Across the listing below, how many lines contain the string "private"? Only the number is needed.
============
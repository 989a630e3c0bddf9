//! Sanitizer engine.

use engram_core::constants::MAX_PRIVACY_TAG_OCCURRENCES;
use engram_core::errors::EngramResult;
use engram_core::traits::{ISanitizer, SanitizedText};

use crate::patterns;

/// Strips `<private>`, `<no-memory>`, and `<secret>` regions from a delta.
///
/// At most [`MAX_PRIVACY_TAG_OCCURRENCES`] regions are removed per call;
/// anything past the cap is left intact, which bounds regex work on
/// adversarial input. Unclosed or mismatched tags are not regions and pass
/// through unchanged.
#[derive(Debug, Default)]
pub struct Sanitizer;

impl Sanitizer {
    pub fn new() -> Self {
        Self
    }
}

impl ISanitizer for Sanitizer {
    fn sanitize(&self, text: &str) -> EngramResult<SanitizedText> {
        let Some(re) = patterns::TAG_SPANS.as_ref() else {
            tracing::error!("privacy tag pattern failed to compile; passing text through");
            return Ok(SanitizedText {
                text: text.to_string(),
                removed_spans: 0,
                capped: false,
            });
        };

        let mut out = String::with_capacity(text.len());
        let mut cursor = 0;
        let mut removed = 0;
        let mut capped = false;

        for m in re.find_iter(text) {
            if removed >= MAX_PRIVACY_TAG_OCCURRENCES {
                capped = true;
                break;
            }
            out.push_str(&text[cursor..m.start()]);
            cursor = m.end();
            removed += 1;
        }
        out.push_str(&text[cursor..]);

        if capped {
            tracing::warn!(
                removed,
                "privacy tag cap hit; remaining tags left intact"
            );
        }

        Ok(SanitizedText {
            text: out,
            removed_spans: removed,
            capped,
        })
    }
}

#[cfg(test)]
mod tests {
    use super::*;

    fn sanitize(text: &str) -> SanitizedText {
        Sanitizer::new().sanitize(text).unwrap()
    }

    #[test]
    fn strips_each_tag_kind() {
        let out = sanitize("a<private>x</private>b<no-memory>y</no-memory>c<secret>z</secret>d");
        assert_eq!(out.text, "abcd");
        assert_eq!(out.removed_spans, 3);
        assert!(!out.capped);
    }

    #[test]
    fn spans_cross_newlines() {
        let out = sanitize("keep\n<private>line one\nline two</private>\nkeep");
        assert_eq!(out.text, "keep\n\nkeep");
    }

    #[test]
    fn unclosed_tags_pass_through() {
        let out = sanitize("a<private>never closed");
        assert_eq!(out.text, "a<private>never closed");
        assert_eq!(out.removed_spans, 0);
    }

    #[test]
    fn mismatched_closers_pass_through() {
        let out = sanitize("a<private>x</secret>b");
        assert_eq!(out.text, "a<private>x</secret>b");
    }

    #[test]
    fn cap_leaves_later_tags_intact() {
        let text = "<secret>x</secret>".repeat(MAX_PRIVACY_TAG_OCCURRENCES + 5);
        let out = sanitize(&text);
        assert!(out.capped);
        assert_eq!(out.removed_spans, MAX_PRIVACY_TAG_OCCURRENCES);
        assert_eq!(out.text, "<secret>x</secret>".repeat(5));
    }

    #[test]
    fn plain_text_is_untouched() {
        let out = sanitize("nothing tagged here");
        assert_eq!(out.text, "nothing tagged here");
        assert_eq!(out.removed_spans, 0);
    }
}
============
▸ EXERCISE ANSWER
7